··· Provided data ···

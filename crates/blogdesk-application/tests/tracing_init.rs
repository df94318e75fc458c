use blogdesk_application::{ClientEvent, init_tracing};
use blogdesk_core::session::SessionMonitor;
use blogdesk_infrastructure::InMemoryIdentityProvider;
use std::sync::Arc;
use tokio::sync::mpsc;

fn drain(receiver: &mut mpsc::UnboundedReceiver<ClientEvent>) -> Vec<ClientEvent> {
    let mut events = Vec::new();
    while let Ok(event) = receiver.try_recv() {
        events.push(event);
    }
    events
}

// The global subscriber can be installed once per process, so this binary
// holds a single test.
#[test]
fn test_init_tracing_installs_filter_and_event_layer() {
    let (sender, mut receiver) = mpsc::unbounded_channel();
    init_tracing(Some("blogdesk_core=debug,tracing_init=info"), Some(sender)).unwrap();

    tracing::info!(attempt = 1u64, "[Test] Client starting");
    tracing::debug!("[Test] Filtered out");

    let monitor = SessionMonitor::new(Arc::new(InMemoryIdentityProvider::new()));
    let subscription = monitor.subscribe().unwrap();
    subscription.release();

    let events = drain(&mut receiver);
    let messages: Vec<&str> = events.iter().map(|e| e.message.as_str()).collect();

    assert!(messages.contains(&"[Test] Client starting"));
    assert!(!messages.contains(&"[Test] Filtered out"));
    let started = events
        .iter()
        .find(|e| e.message == "[Test] Client starting")
        .unwrap();
    assert_eq!(started.level, "INFO");
    assert_eq!(started.fields.get("attempt"), Some(&serde_json::json!(1)));

    let core: Vec<&ClientEvent> = events
        .iter()
        .filter(|e| e.target.starts_with("blogdesk_core"))
        .collect();
    assert!(
        core.iter()
            .any(|e| e.message == "[SessionMonitor] Subscribed to identity provider")
    );
    assert!(core.iter().all(|e| e.level == "DEBUG" || e.level == "INFO"));

    assert!(init_tracing(None, None).is_err());
}
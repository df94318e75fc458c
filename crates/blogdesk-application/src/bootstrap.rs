use std::sync::Arc;

use anyhow::{Context, Result};
use blogdesk_core::{
    config::ClientConfig,
    guard::{Navigator, RedirectGate, RouteGuard},
    post::{ContentStore, DocumentStore},
    session::{IdentityProvider, Session, SessionMonitor, SessionSubscription},
};
use blogdesk_infrastructure::ConfigService;
use tokio::sync::watch;

use crate::account_usecase::AccountUseCase;
use crate::dashboard_usecase::DashboardUseCase;
use crate::notice::NoticeCallback;

/// Wires the client core for one application instance.
///
/// Owns the single session subscription for the lifetime of the client.
/// Views get their use cases and route guards from here.
pub struct ClientBootstrap {
    config: ClientConfig,
    monitor: Arc<SessionMonitor>,
    navigator: Arc<dyn Navigator>,
    subscription: Option<SessionSubscription>,
    content: Arc<ContentStore>,
    dashboard: DashboardUseCase,
    account: AccountUseCase,
}

impl ClientBootstrap {
    /// Reads the configuration through `config_service` and wires the client.
    pub fn load(
        config_service: &ConfigService,
        provider: Arc<dyn IdentityProvider>,
        documents: Arc<dyn DocumentStore>,
        navigator: Arc<dyn Navigator>,
        notices: NoticeCallback,
    ) -> Result<Self> {
        let config = config_service
            .get_config()
            .context("Failed to load client configuration")?;
        tracing::info!(
            "[Bootstrap] Config loaded from {:?}",
            config_service.config_path()
        );
        Self::new(config, provider, documents, navigator, notices)
    }

    /// Wires the client from an already loaded configuration.
    ///
    /// Subscribes to the provider immediately; the session stays `Unknown`
    /// until the provider's first notification. `navigator` is wrapped in a
    /// [`RedirectGate`] shared by route guards and the account flows.
    pub fn new(
        config: ClientConfig,
        provider: Arc<dyn IdentityProvider>,
        documents: Arc<dyn DocumentStore>,
        navigator: Arc<dyn Navigator>,
        notices: NoticeCallback,
    ) -> Result<Self> {
        let monitor = Arc::new(SessionMonitor::new(provider));
        let subscription = monitor
            .subscribe()
            .context("Failed to subscribe to session changes")?;

        let content = Arc::new(ContentStore::new(
            documents,
            monitor.clone(),
            config.collection.clone(),
        ));
        // Mounted when the dashboard opens
        content.deactivate();

        let navigator: Arc<dyn Navigator> = Arc::new(RedirectGate::new(
            navigator,
            monitor.clone(),
            config.entry_view.clone(),
        ));

        let dashboard = DashboardUseCase::new(content.clone(), notices.clone());
        let account = AccountUseCase::new(
            monitor.clone(),
            navigator.clone(),
            config.clone(),
            notices,
        );

        tracing::info!(
            "[Bootstrap] Client ready (collection: {}, entry view: {})",
            config.collection,
            config.entry_view
        );

        Ok(Self {
            config,
            monitor,
            navigator,
            subscription: Some(subscription),
            content,
            dashboard,
            account,
        })
    }

    pub fn config(&self) -> &ClientConfig {
        &self.config
    }

    pub fn session(&self) -> Session {
        self.monitor.current()
    }

    /// Receiver for session changes, used to drive route guards.
    pub fn watch_session(&self) -> watch::Receiver<Session> {
        self.monitor.watch()
    }

    pub fn monitor(&self) -> &Arc<SessionMonitor> {
        &self.monitor
    }

    /// Navigator to hand to [`RouteGuard::run`].
    pub fn navigator(&self) -> Arc<dyn Navigator> {
        self.navigator.clone()
    }

    pub fn content(&self) -> &Arc<ContentStore> {
        &self.content
    }

    pub fn dashboard(&self) -> &DashboardUseCase {
        &self.dashboard
    }

    pub fn account(&self) -> &AccountUseCase {
        &self.account
    }

    /// Wraps `view` in a guard redirecting anonymous sessions to the entry view.
    pub fn protected_route<V>(&self, view: V) -> RouteGuard<V> {
        RouteGuard::new(view, self.config.entry_view.clone())
    }

    /// Closes the dashboard and releases the session subscription.
    ///
    /// Safe to call more than once.
    pub fn shutdown(&mut self) {
        self.dashboard.close();
        if let Some(subscription) = self.subscription.take() {
            subscription.release();
            tracing::info!("[Bootstrap] Session subscription released");
        }
    }
}

impl Drop for ClientBootstrap {
    fn drop(&mut self) {
        self.shutdown();
    }
}
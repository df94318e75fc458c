use super::route_guard::Navigator;
use crate::session::SessionMonitor;
use std::sync::{Arc, Mutex};

/// Navigator shared by route guards and account flows.
///
/// Both a guarded view and the sign-out flow react to the same
/// authenticated-to-anonymous transition by sending the user to the entry
/// view. The gate forwards at most one entry-view navigation per session
/// transition; every other navigation passes through untouched.
pub struct RedirectGate {
    inner: Arc<dyn Navigator>,
    monitor: Arc<SessionMonitor>,
    entry_view: String,
    /// Transition count at the last forwarded entry-view navigation
    last_redirect: Mutex<Option<u64>>,
}

impl RedirectGate {
    pub fn new(
        inner: Arc<dyn Navigator>,
        monitor: Arc<SessionMonitor>,
        entry_view: impl Into<String>,
    ) -> Self {
        Self {
            inner,
            monitor,
            entry_view: entry_view.into(),
            last_redirect: Mutex::new(None),
        }
    }
}

impl Navigator for RedirectGate {
    fn navigate(&self, to: &str) {
        if to == self.entry_view {
            let transition = self.monitor.transitions();
            let mut last = self.last_redirect.lock().unwrap_or_else(|e| e.into_inner());
            if *last == Some(transition) {
                tracing::debug!("[RedirectGate] Already redirected to {} for this session", to);
                return;
            }
            *last = Some(transition);
        }
        self.inner.navigate(to);
    }
}

#[cfg(test)]
mod tests {
    use super::*;
    use crate::session::Identity;
    use crate::test_support::ScriptedProvider;

    #[derive(Default)]
    struct RecordingNavigator {
        visits: Mutex<Vec<String>>,
    }

    impl Navigator for RecordingNavigator {
        fn navigate(&self, to: &str) {
            self.visits.lock().unwrap().push(to.to_string());
        }
    }

    #[test]
    fn test_one_entry_redirect_per_transition() {
        let provider = Arc::new(ScriptedProvider::default());
        let monitor = Arc::new(SessionMonitor::new(provider.clone()));
        let _subscription = monitor.subscribe().unwrap();
        let recorder = Arc::new(RecordingNavigator::default());
        let gate = RedirectGate::new(recorder.clone(), monitor, "/login");

        provider.emit(Some(Identity::new("u1")));
        gate.navigate("/dashboard");
        gate.navigate("/dashboard");

        provider.emit(None);
        gate.navigate("/login");
        gate.navigate("/login");

        provider.emit(Some(Identity::new("u1")));
        provider.emit(None);
        gate.navigate("/login");

        assert_eq!(
            *recorder.visits.lock().unwrap(),
            vec!["/dashboard", "/dashboard", "/login", "/login"]
        );
    }
}
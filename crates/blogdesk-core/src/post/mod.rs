//! Post domain module.
//!
//! # Module Structure
//!
//! - `model`: Post, draft and document types
//! - `repository`: Document store capability trait
//! - `store`: Local content collection (`ContentStore`)

mod model;
mod repository;
mod store;

// Re-export public API
pub use model::{Document, Fields, Post, PostDraft};
pub use repository::DocumentStore;
pub use store::ContentStore;
//! Client core for BlogDesk.
//!
//! Holds the session state machine that decides which views are reachable and
//! the local post collection kept consistent with the remote document store.
//! Both external collaborators (identity provider, document store) are
//! injected as capability traits.

pub mod account;
pub mod config;
pub mod error;
pub mod guard;
pub mod post;
pub mod session;

#[cfg(test)]
mod test_support;

// Re-export common error type
pub use error::{BlogError, ErrorKind};

pub use config::ClientConfig;
pub use guard::{Frame, Navigator, RedirectGate, RouteGuard};
pub use post::{ContentStore, DocumentStore, Post, PostDraft};
pub use session::{Identity, IdentityProvider, Session, SessionMonitor, SessionStatus};
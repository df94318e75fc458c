//! Transient user notices.
//!
//! Every use-case outcome is reported to the presentation layer as a
//! [`Notice`], shown as a short-lived toast.

use blogdesk_core::error::{BlogError, ErrorKind};
use serde::Serialize;
use std::sync::Arc;

#[derive(Debug, Clone, Copy, PartialEq, Eq, Serialize)]
#[serde(rename_all = "lowercase")]
pub enum NoticeLevel {
    Success,
    Info,
    Error,
}

#[derive(Debug, Clone, PartialEq, Eq, Serialize)]
pub struct Notice {
    pub level: NoticeLevel,
    pub message: String,
}

/// Callback receiving notices (for UI notifications).
pub type NoticeCallback = Arc<dyn Fn(Notice) + Send + Sync>;

/// The user action a notice reports on.
#[derive(Debug, Clone, Copy, PartialEq, Eq)]
pub enum Action {
    LoadPosts,
    CreatePost,
    UpdatePost,
    DeletePost,
    SignIn,
    Register,
    SignOut,
    ChangePassword,
}

impl Notice {
    pub fn success(message: impl Into<String>) -> Self {
        Self {
            level: NoticeLevel::Success,
            message: message.into(),
        }
    }

    pub fn info(message: impl Into<String>) -> Self {
        Self {
            level: NoticeLevel::Info,
            message: message.into(),
        }
    }

    pub fn error(message: impl Into<String>) -> Self {
        Self {
            level: NoticeLevel::Error,
            message: message.into(),
        }
    }

    /// Notice for a successful action.
    pub fn completed(action: Action) -> Self {
        let message = match action {
            Action::LoadPosts => "Blogs loaded.",
            Action::CreatePost => "Blog successfully uploaded!",
            Action::UpdatePost => "Blog successfully updated!",
            Action::DeletePost => "Blog successfully deleted!",
            Action::SignIn => "Welcome back!",
            Action::Register => "Account created. Please log in.",
            Action::SignOut => "Signed out.",
            Action::ChangePassword => "Password updated successfully",
        };
        Self::success(message)
    }

    /// Notice for a failed action; each error kind reads differently.
    pub fn failed(action: Action, err: &BlogError) -> Self {
        let message = match (err.kind(), action) {
            (ErrorKind::Validation, _) => match err {
                BlogError::Validation { message, .. } => message.clone(),
                _ => "Invalid input.".to_string(),
            },
            (ErrorKind::Auth, Action::SignIn) => "Invalid credentials. Please try again.".into(),
            (ErrorKind::Auth, Action::Register) => {
                "Error registering user. Please try again.".into()
            }
            (ErrorKind::Auth, Action::SignOut) => "Error signing out.".into(),
            (ErrorKind::Auth, Action::ChangePassword) => "Error updating password".into(),
            (ErrorKind::Auth, _) => "Please log in to post a blog.".into(),
            (ErrorKind::NotFound, _) => "This blog no longer exists.".into(),
            (ErrorKind::Fetch, _) => "Error fetching blogs.".into(),
            (ErrorKind::Persist, Action::CreatePost) => "Error uploading blog.".into(),
            (ErrorKind::Persist, Action::UpdatePost) => "Error updating blog.".into(),
            (ErrorKind::Persist, Action::DeletePost) => "Error deleting blog.".into(),
            (ErrorKind::Persist, _) => "Error saving changes.".into(),
            (ErrorKind::Config, _) | (ErrorKind::Internal, _) => {
                "Something went wrong. Please try again.".into()
            }
        };
        Self::error(message)
    }
}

···

For this exercise, repeat exactly the lines of the data above from the one with "self.inner.navigate(to);" down to the one with "mod test_support;", both end lines included.

Response:
        self.inner.navigate(to);
    }
}

#[cfg(test)]
mod tests {
    use super::*;
    use crate::session::Identity;
    use crate::test_support::ScriptedProvider;

    #[derive(Default)]
    struct RecordingNavigator {
        visits: Mutex<Vec<String>>,
    }

    impl Navigator for RecordingNavigator {
        fn navigate(&self, to: &str) {
            self.visits.lock().unwrap().push(to.to_string());
        }
    }

    #[test]
    fn test_one_entry_redirect_per_transition() {
        let provider = Arc::new(ScriptedProvider::default());
        let monitor = Arc::new(SessionMonitor::new(provider.clone()));
        let _subscription = monitor.subscribe().unwrap();
        let recorder = Arc::new(RecordingNavigator::default());
        let gate = RedirectGate::new(recorder.clone(), monitor, "/login");

        provider.emit(Some(Identity::new("u1")));
        gate.navigate("/dashboard");
        gate.navigate("/dashboard");

        provider.emit(None);
        gate.navigate("/login");
        gate.navigate("/login");

        provider.emit(Some(Identity::new("u1")));
        provider.emit(None);
        gate.navigate("/login");

        assert_eq!(
            *recorder.visits.lock().unwrap(),
            vec!["/dashboard", "/dashboard", "/login", "/login"]
        );
    }
}
filename crates/blogdesk-core/src/post/mod.rs
//! Post domain module.
//!
//! # Module Structure
//!
//! - `model`: Post, draft and document types
//! - `repository`: Document store capability trait
//! - `store`: Local content collection (`ContentStore`)

mod model;
mod repository;
mod store;

// Re-export public API
pub use model::{Document, Fields, Post, PostDraft};
pub use repository::DocumentStore;
pub use store::ContentStore;
//! Client core for BlogDesk.
//!
//! Holds the session state machine that decides which views are reachable and
//! the local post collection kept consistent with the remote document store.
//! Both external collaborators (identity provider, document store) are
//! injected as capability traits.

pub mod account;
pub mod config;
pub mod error;
pub mod guard;
pub mod post;
pub mod session;

#[cfg(test)]
mod test_support;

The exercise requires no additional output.